**Collected data**.

####

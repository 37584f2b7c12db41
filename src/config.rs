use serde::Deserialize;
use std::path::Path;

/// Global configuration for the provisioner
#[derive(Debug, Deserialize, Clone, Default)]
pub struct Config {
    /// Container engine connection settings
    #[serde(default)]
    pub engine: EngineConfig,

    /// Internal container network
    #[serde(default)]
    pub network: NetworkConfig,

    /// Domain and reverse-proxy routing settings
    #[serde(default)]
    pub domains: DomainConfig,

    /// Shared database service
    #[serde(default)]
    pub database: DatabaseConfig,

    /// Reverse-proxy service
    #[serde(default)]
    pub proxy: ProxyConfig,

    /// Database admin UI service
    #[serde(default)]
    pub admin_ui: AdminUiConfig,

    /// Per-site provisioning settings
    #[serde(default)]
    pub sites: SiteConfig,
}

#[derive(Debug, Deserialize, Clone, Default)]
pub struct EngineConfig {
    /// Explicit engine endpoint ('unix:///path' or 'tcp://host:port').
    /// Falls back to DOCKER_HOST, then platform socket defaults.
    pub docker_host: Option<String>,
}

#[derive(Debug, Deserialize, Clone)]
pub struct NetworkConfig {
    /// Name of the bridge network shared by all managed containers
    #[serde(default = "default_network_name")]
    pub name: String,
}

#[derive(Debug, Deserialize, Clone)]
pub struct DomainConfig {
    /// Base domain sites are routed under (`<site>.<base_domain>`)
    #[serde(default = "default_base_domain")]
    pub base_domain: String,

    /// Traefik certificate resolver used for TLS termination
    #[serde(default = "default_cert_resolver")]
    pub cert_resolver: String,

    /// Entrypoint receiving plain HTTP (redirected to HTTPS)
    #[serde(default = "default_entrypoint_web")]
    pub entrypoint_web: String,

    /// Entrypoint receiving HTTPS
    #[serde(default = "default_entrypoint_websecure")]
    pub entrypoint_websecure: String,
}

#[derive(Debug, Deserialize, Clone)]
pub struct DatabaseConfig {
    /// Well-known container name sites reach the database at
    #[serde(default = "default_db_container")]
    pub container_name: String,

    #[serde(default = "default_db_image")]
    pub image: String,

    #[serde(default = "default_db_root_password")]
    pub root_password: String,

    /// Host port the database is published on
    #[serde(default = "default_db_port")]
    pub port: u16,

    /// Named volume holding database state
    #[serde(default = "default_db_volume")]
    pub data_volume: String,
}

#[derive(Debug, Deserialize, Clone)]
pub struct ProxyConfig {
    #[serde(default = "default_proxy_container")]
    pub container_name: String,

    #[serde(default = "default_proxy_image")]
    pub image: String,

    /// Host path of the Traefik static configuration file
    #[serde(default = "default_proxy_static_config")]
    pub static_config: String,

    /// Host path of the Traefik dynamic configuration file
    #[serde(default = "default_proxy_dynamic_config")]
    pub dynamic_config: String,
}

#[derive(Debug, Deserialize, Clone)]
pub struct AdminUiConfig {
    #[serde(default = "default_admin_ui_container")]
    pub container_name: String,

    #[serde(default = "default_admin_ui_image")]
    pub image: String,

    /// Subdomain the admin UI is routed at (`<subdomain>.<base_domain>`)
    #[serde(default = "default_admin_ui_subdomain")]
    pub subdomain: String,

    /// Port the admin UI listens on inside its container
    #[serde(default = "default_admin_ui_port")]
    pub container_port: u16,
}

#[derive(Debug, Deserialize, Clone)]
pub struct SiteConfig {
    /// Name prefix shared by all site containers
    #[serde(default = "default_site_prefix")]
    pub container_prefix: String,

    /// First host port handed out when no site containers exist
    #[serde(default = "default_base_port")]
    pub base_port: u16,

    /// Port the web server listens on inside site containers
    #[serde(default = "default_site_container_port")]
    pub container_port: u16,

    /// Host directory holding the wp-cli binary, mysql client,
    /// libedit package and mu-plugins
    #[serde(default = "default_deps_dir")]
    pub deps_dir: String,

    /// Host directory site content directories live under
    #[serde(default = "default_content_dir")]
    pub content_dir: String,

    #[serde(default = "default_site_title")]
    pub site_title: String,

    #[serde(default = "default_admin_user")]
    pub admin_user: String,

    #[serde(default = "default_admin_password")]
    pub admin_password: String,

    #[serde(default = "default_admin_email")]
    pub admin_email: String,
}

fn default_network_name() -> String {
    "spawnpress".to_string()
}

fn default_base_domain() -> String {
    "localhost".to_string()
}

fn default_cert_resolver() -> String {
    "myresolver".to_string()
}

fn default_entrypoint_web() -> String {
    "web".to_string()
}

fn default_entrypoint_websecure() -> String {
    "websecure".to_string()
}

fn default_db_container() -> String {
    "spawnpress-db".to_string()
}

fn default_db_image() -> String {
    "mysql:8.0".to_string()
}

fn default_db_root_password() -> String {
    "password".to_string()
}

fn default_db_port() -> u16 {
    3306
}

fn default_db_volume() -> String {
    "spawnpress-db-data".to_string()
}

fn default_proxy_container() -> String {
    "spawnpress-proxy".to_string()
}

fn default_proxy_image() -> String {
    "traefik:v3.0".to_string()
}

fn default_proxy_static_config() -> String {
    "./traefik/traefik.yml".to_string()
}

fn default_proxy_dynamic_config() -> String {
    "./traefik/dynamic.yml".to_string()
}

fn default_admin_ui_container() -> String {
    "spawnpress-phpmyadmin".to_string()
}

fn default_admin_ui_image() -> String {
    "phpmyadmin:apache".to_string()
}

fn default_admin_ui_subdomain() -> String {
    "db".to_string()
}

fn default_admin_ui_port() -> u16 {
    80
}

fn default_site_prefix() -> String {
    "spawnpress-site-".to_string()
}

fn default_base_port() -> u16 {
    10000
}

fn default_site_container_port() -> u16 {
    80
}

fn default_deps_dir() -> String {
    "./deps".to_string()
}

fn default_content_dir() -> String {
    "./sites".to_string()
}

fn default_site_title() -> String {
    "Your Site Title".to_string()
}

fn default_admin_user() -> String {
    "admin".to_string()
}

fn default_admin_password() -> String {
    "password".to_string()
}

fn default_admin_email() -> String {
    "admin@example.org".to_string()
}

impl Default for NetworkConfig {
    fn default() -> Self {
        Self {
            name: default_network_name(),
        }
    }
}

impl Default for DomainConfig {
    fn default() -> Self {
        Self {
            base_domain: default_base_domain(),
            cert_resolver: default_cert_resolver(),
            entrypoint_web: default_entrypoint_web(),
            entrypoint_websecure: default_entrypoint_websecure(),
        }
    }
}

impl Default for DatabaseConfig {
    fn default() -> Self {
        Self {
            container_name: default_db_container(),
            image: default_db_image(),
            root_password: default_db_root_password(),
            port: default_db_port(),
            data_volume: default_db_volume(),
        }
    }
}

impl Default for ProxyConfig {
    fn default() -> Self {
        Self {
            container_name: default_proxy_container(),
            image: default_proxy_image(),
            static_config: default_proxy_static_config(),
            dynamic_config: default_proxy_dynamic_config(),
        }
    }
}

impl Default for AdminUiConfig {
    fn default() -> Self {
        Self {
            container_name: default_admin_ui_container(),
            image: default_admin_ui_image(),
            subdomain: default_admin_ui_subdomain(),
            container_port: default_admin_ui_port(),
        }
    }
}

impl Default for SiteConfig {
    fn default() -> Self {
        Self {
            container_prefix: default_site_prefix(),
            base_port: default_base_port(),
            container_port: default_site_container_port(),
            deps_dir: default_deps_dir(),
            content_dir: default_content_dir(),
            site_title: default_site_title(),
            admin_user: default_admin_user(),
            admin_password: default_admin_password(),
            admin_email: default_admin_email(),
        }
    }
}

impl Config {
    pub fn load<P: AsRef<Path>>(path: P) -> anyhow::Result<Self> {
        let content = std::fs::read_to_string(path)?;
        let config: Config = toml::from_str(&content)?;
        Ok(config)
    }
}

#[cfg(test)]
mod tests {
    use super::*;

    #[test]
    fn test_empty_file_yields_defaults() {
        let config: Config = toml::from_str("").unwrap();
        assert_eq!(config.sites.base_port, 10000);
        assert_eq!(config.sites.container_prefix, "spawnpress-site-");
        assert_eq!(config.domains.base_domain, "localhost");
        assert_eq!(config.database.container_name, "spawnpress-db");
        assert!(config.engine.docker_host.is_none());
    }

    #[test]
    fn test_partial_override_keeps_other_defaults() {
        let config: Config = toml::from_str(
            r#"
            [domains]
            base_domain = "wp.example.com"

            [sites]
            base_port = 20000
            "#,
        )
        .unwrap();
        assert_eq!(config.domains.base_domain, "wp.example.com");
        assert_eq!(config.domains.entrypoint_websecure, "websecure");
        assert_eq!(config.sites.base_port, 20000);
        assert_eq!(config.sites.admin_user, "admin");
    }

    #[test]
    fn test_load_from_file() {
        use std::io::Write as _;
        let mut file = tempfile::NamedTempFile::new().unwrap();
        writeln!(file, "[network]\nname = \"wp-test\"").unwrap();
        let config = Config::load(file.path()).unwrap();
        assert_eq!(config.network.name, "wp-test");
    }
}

####

**Task requirements**. The lines that contain the word "mysql" are wanted; copy each of them from the records.

**Result of the task**.
    /// Host directory holding the wp-cli binary, mysql client,
    "mysql:8.0".to_string()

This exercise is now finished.